Esta nova postura de Pequim foi alimentada pela necessidade de moldar uma ordem internacional mais alinhada com os seus interesses.
"A actual ordem internacional está enraizada em normas intrinsecamente antagónicas aos princípios organizadores nos quais o sistema do Partido Comunista Chinês (PCC) se baseia e, portanto, é vista como uma ameaça permanente à legitimidade do regime", resumiu Nadège Rolland, analista de questões de segurança, num relatório entregue ao Congresso dos EUA.
Sob a governação de Xi, o PCC, que afirmou sempre que a China nunca copiaria sistemas políticos de outros países, em particular a democracia de estilo Ocidental, passou a defender que o seu sistema de partido único é uma solução viável para as nações em desenvolvimento.
A China oferece um "novo tipo de sistema partidário" e vai "promover uma nova forma de relações internacionais", avançou o líder chinês, que deve assumir um terceiro mandato, este mês.
Num discurso recente, proferido numa reunião do Politburo do PCC, Xi apontou que os países ocidentais enfrentam divisões políticas profundas, uma quebra de confiança no sistema de governação, desordem social e surtos descontrolados de covid-19.
O líder chinês pediu às autoridades do país que "participem activamente nas discussões sobre Direitos Humanos da ONU" e "aumentem a influência" da China nas instituições multilaterais.
Nos últimos anos, Pequim avançou também com fóruns e organizações multilaterais próprias, no âmbito da Iniciativa "Faixa e Rota".
O projecto internacional de infraestruturas prevê a construção de portos, linhas ferroviárias ou auto-estradas, ligando o leste da Ásia à Europa, Médio Oriente e África. O maior entrosamento entre Pequim e os países envolvidos abarca ainda o ciberespaço, meios académicos, imprensa, regras de comércio ou acordos financeiros, visando elevar o papel da moeda chinesa, o RMB, nas trocas comerciais.

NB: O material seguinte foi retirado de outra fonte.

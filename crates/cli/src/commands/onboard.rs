//! `sleuth onboard`: first-time setup.

use anyhow::Context;
use sleuth_config::AppConfig;

pub fn run() -> anyhow::Result<()> {
    let config_dir = AppConfig::config_dir();
    let config_path = config_dir.join("config.toml");

    println!("sleuth setup");
    println!("============\n");

    if !config_dir.exists() {
        std::fs::create_dir_all(&config_dir)
            .with_context(|| format!("Failed to create {}", config_dir.display()))?;
        println!("Created config directory: {}", config_dir.display());
    } else {
        println!("Config directory exists: {}", config_dir.display());
    }

    if config_path.exists() {
        println!("\nConfig already exists at: {}", config_path.display());
        println!("Edit it manually or delete it and re-run onboard.");
        return Ok(());
    }

    std::fs::write(&config_path, AppConfig::default_toml())
        .with_context(|| format!("Failed to write {}", config_path.display()))?;
    println!("Created config.toml at: {}", config_path.display());
    println!("\nNext steps:");
    println!("  1. Set SLEUTH_API_KEY (or add api_key to {})", config_path.display());
    println!("  2. Run: sleuth search \"where is the retry policy applied?\"");
    Ok(())
}
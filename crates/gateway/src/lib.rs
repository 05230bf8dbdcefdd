//! Request gateway for sleuth.
//!
//! Turns a list of messages plus optional tool specifications into a model
//! response. Retries with backoff, streams with a cancel guard, enforces
//! required tool choice, emulates function calling for backends that lack
//! it, and writes an audit log.

pub mod audit;
pub mod backoff;
pub mod emulation;
pub mod gateway;
pub mod result;
pub mod stream;

pub use audit::{AuditHeader, AuditLogger};
pub use backoff::RetryPolicy;
pub use emulation::EnvelopeError;
pub use gateway::{RequestGateway, REINFORCEMENT};
pub use result::{GatewayError, GatewayResponse, GatewayResult};
pub use stream::TokenCallback;
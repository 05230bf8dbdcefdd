//! The two reserved tools that end a session.

use sleuth_core::tool::{ParamType, ToolCallRequest, ToolSpecification};

pub const ANSWER: &str = "answer";
pub const ABORT: &str = "abort";

pub fn is_finalize(name: &str) -> bool {
    name == ANSWER || name == ABORT
}

pub fn answer_spec() -> ToolSpecification {
    ToolSpecification::new(
        ANSWER,
        "Provide a final answer to the query. Use this when you have enough information to fully address the query.",
    )
    .param(
        "explanation",
        ParamType::String,
        "Explanation of the answer, in markdown, including all relevant source code the reader needs",
    )
    .param(
        "classNames",
        ParamType::string_array(),
        "Fully qualified names of the classes that are relevant to the answer",
    )
}

pub fn abort_spec() -> ToolSpecification {
    ToolSpecification::new(
        ABORT,
        "Abort the search process when you determine the question is not relevant to this codebase or when an answer cannot be found. Use this as a last resort when you're confident no useful answer can be provided.",
    )
    .param(
        "explanation",
        ParamType::String,
        "Explanation of why the question cannot be answered or is not relevant to this codebase",
    )
}

/// A well-formed finalize request.
#[derive(Debug, Clone, PartialEq, Eq)]
pub enum Finalize {
    Answer {
        explanation: String,
        identifiers: Vec<String>,
    },
    Abort {
        explanation: String,
    },
}

/// Check a finalize call; the error text is shown to the model.
pub fn validate(call: &ToolCallRequest) -> Result<Finalize, String> {
    let explanation = call
        .arg_str("explanation")
        .map(str::trim)
        .filter(|e| !e.is_empty())
        .ok_or_else(|| "Empty or missing explanation parameter".to_string())?
        .to_string();

    match call.name.as_str() {
        ANSWER => Ok(Finalize::Answer {
            explanation,
            identifiers: call.arg_strings("classNames"),
        }),
        ABORT => Ok(Finalize::Abort { explanation }),
        other => Err(format!("{other} is not a finalize tool")),
    }
}
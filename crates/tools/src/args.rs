//! Argument helpers shared by the text tools.

use regex::Regex;
use serde_json::Value;
use sleuth_core::error::ToolError;

pub const REASONING_DESCRIPTION: &str =
    "Explanation of what you're looking for in this request so the summarizer can accurately capture it.";

/// A list-of-strings argument. A bare string counts as a one-element list.
pub fn string_list(arguments: &Value, key: &str) -> Vec<String> {
    match arguments.get(key) {
        Some(Value::Array(items)) => items
            .iter()
            .filter_map(Value::as_str)
            .map(str::to_string)
            .collect(),
        Some(Value::String(s)) => vec![s.clone()],
        _ => Vec::new(),
    }
}

pub fn reasoning(arguments: &Value) -> &str {
    arguments
        .get("reasoning")
        .and_then(Value::as_str)
        .unwrap_or_default()
}

/// Compile every non-blank pattern; any invalid pattern fails the call.
pub fn compile_patterns(patterns: &[String]) -> Result<Vec<Regex>, ToolError> {
    patterns
        .iter()
        .filter(|p| !p.trim().is_empty())
        .map(|p| {
            Regex::new(p).map_err(|e| ToolError::InvalidArguments(format!("Invalid pattern '{p}': {e}")))
        })
        .collect()
}

#[cfg(test)]
mod tests {
    use super::*;
    use serde_json::json;

    #[test]
    fn string_lists() {
        let args = json!({"patterns": ["a", 3, "b"], "single": "x"});
        assert_eq!(string_list(&args, "patterns"), vec!["a", "b"]);
        assert_eq!(string_list(&args, "single"), vec!["x"]);
        assert!(string_list(&args, "missing").is_empty());
    }

    #[test]
    fn blank_patterns_are_dropped_and_bad_ones_rejected() {
        let ok = compile_patterns(&["".into(), "fo+".into()]).unwrap();
        assert_eq!(ok.len(), 1);
        assert!(compile_patterns(&["(unclosed".into()]).is_err());
    }
}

Observadores consideram que o objectivo da China é redesenhar o mapa da economia mundial e moldar uma nova ordem internacional.
Os ideólogos chineses acreditam que os valores liberais, em particular os Direitos Humanos fundamentais, permanecem proeminentes não porque sejam moralmente superiores, mas porque reflectem o poder do Ocidente, que consideram estar em declínio. Segundo a sua visão, foi o poder dos EUA que permitiu a Washington ditar as regras que formam a base da ordem internacional e criar instituições internacionais que reflectem e propagam valores "ocidentais".
A questão dos Direitos Humanos é fonte frequente de tensão entre o Governo chinês e os países ocidentais. A ênfase em liberdades políticas individuais choca directamente com a organização do poder político na China.
Para Pequim, "o direito ao desenvolvimento é o mais importante dos Direitos Humanos". O contrato social na China reflecte essa premissa: o Partido mantém uma autoridade indisputada e os privilégios da elite dominante e, em troca, assegura a melhoria dos padrões de vida e elevação do estatuto global do país.
Na última década, dois eventos intensificaram o debate ideológico sobre a validade do argumento chinês.
Desde a crise financeira global de 2008, enquanto as economias desenvolvidas estagnaram, a China construiu a maior rede ferroviária de alta velocidade do mundo, mais de oitenta aeroportos ou dezenas de cidades de raiz, alargando a classe média chinesa em centenas de milhões de pessoas. A pandemia da covid-19 causou mais de três milhões de mortos nos Estados Unidos e Europa, em contraste com a China, que registou cerca de 5.000 óbitos.
"A pandemia acabou com a ideia de que o Ocidente fazia tudo melhor", resumiu à agência Lusa um diplomata europeu colocado em Pequim. "Após esta epidemia, os chineses nunca mais vão olhar para nós da mesma forma", resumiu.
Francis Fukuyama, cientista político conhecido por prever o triunfo do liberalismo político e económico após o colapso da União Soviética, admitiu já que as suas teses anteriores estão a ser desafiadas pela China.
"A questão é se o sistema é sustentável a longo prazo", ressalvou o autor da tese "O Fim da História", uma referência no ramo das Relações Internacionais.
"Há várias razões para pensar que não, começando pelos desafios em lidar com as enormes tensões sociais que surgiram como resultado da modernização", apontou. "Mas, caso a China consiga gerir essas tensões e permanecer forte e estável por mais uma geração, então acho que há, de facto, uma alternativa real à democracia liberal".